### Problem
Reproduce all entries verbatim, with nothing added or dropped.
════════════════════
use crate::domain::GatewayClass;
use crate::errors::{Error, Result};

/// Parameters are not supported, so any `parametersRef` is rejected.
pub fn validate_gateway_class(class: &GatewayClass) -> Result<()> {
    if let Some(params) = &class.spec.parameters_ref {
        return Err(Error::validation_field(
            format!("parametersRef to {} {:?} is not supported", params.kind, params.name),
            "spec.parametersRef",
        ));
    }
    Ok(())
}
════════════════════
### The answer
use crate::domain::GatewayClass;
use crate::errors::{Error, Result};

/// Parameters are not supported, so any `parametersRef` is rejected.
pub fn validate_gateway_class(class: &GatewayClass) -> Result<()> {
    if let Some(params) = &class.spec.parameters_ref {
        return Err(Error::validation_field(
            format!("parametersRef to {} {:?} is not supported", params.kind, params.name),
            "spec.parametersRef",
        ));
    }
    Ok(())
}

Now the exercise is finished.